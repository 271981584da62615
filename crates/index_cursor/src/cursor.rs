use serde::{Deserialize, Serialize};
use std::fmt;

/// Where the next page should resume.
///
/// Tokens are opaque and backend-issued; `Start` is the start-of-sequence
/// sentinel, written as `*` on the wire.
#[derive(Debug, Clone, PartialEq, Eq, Hash, Serialize, Deserialize)]
#[serde(from = "String", into = "String")]
pub enum CursorMark {
    Start,
    Token(String),
}

impl CursorMark {
    pub const START_TOKEN: &'static str = "*";

    pub fn from_token(token: impl Into<String>) -> Self {
        let token = token.into();
        if token == Self::START_TOKEN {
            Self::Start
        } else {
            Self::Token(token)
        }
    }

    pub fn as_str(&self) -> &str {
        match self {
            Self::Start => Self::START_TOKEN,
            Self::Token(t) => t,
        }
    }

    pub fn is_start(&self) -> bool {
        matches!(self, Self::Start)
    }
}

impl Default for CursorMark {
    fn default() -> Self {
        Self::Start
    }
}

impl fmt::Display for CursorMark {
    fn fmt(&self, f: &mut fmt::Formatter<'_>) -> fmt::Result {
        f.write_str(self.as_str())
    }
}

impl From<String> for CursorMark {
    fn from(token: String) -> Self {
        Self::from_token(token)
    }
}

impl From<CursorMark> for String {
    fn from(mark: CursorMark) -> Self {
        match mark {
            CursorMark::Start => CursorMark::START_TOKEN.to_string(),
            CursorMark::Token(t) => t,
        }
    }
}

/// One round-trip worth of rows.
#[derive(Debug, Clone)]
pub struct Page<R> {
    pub rows: Vec<R>,
    /// Total matching rows as estimated by the index at fetch time.
    pub total_count: u64,
    pub next_cursor: CursorMark,
}

impl<R> Page<R> {
    pub fn new(rows: Vec<R>, total_count: u64, next_cursor: CursorMark) -> Self {
        Self {
            rows,
            total_count,
            next_cursor,
        }
    }

    pub fn len(&self) -> usize {
        self.rows.len()
    }

    pub fn is_empty(&self) -> bool {
        self.rows.is_empty()
    }
}

#[cfg(test)]
mod tests {
    use super::*;

    #[test]
    fn start_sentinel_is_star() {
        assert_eq!(CursorMark::from_token("*"), CursorMark::Start);
        assert_eq!(CursorMark::Start.to_string(), "*");
        assert!(CursorMark::default().is_start());
    }

    #[test]
    fn token_survives_json() {
        let mark = CursorMark::from_token("AoEjZG9jLTQy");
        let j = serde_json::to_string(&mark).unwrap();
        assert_eq!(j, r#""AoEjZG9jLTQy""#);
        let back: CursorMark = serde_json::from_str(&j).unwrap();
        assert_eq!(back, mark);

        let start: CursorMark = serde_json::from_str(r#""*""#).unwrap();
        assert!(start.is_start());
    }
}
//! Solr backend for `index_cursor`.

pub mod config;
pub mod fetcher;
pub mod render;

pub use config::SolrConfig;
pub use fetcher::SolrFetcher;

****************************************

→ Exercise requirements
Write out an exact transcription of the line with "assert_eq!(back, mark);" and of each line after it; stop at the end of the records.

→ Task response
        assert_eq!(back, mark);

        let start: CursorMark = serde_json::from_str(r#""*""#).unwrap();
        assert!(start.is_start());
    }
}
//! Solr backend for `index_cursor`.

pub mod config;
pub mod fetcher;
pub mod render;

pub use config::SolrConfig;
pub use fetcher::SolrFetcher;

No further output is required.